High Value Care Coding Specialist - Remote
The Population Health Services Organization (PHSO) at UVM Health Network is hiring for a High Value Care (HVC) Coding Specialist!
Position Insights:
The position is remote eligible, and the employee can work in state or out of state. All computer equipment is provided to the employee. Applicant must have a private and secure workspace with high-speed broadband internet. Candidates will be required to work Eastern Standard Time hours.
WHO WE ARE:
The UVMHN (University of Vermont Health Network) PHSO (Population Health Services Organization) is a physician and payer partnered operation that provides the right constellation of services (e.g. care management and care coordination, data and analytics, provider reporting, Quality, Risk Adjustment, and Value-based Contract Performance, etc.), that enables the health network to successfully perform in High Value Care and Value-Based Contracts.
JOB SUMMARY:
The HVC Coding Specialist determines the appropriate ICD-10-CM diagnosis codes based on clinical documentation that follows the Official Guidelines for Coding and Reporting and Risk Adjustment guidelines. The HVC Coding Specialist reviews retrospective medical record documentation and ensures that the codes are appropriately assigned. The outcome will be documentation that accurately and completely captures the clinical picture/severity of illness/complexity of the patient while providing specific and complete information. The HVC Coding Specialist utilizes standards of compliance, specifically in outpatient compliant query processes and clinical knowledge, to identify opportunities and achieve results. This includes selecting the most specific ICD-10-CM code based on the provider documentation. Maintains accurate records of review activities to comply with departmental and regulatory agency guidelines, Understands and complies with policies and procedures related to confidentiality of medical records. Identifies opportunities for intradepartmental and interdepartmental operational improvement. Participates in program related meetings, education, staff development, departmental activities, and in-service opportunities.
EDUCATION:
High school diploma or equivalent required, college degree preferred.

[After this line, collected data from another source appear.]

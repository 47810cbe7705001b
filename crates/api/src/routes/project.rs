//! Route definitions for the `/projects` resource.

use axum::routing::{delete, get};
use axum::Router;

use crate::handlers::project;
use crate::state::AppState;

/// Routes mounted at `/projects`.
///
/// ```text
/// GET    /                              -> list
/// POST   /                              -> create
/// GET    /{id}                          -> get_by_id
/// GET    /{id}/requests                 -> list_requests (?role=&acceptance=)
/// GET    /{id}/candidates               -> candidates (?role=&longitude=&latitude=&radius_km=)
/// GET    /{id}/roles/ongoing            -> ongoing_roles
/// GET    /{id}/roles/accepted           -> accepted_roles
/// DELETE /{id}/roles/{role}/pending     -> purge_unaccepted
/// ```
pub fn router() -> Router<AppState> {
    Router::new()
        .route("/", get(project::list).post(project::create))
        .route("/{id}", get(project::get_by_id))
        .route("/{id}/requests", get(project::list_requests))
        .route("/{id}/candidates", get(project::candidates))
        .route("/{id}/roles/ongoing", get(project::ongoing_roles))
        .route("/{id}/roles/accepted", get(project::accepted_roles))
        .route(
            "/{id}/roles/{role}/pending",
            delete(project::purge_unaccepted),
        )
}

Anatomy and physiology and/or medical terminology required. An equivalent combination of education and experience may be considered.
CPC certification by AAPC is required.
CRC certification by AAPC will be required within 2 years, 1 year preferred.
EXPERIENCE:
1+ years’ experience with data entry, CPT and ICD coding, health information management, and/or medical terminology required. Familiarity with Federal medical billing statutes is required. Familiarity with risk adjustment coding is preferred. Must be able to demonstrate mastery of coding through chart review. Must maintain CPC Certification and CEUs. Lapse of certification status may result in separation of employment. Recertification is at expense of employee.
WHY UVM HEALTH NETWORK (UVMHN)?
As a team, The University of Vermont Health Network improves the lives of our patients by delivering outstanding care cost-effectively, as close to patient's homes as possible. Working together to better serve our communities makes us stronger, focused on collaboration instead of competition.
BENEFITS:
At UVMHN, we support our employees as passionately as we care for our patients. We offer a comprehensive, total compensation package that includes salary, health and wellness benefits, paid time off, and more.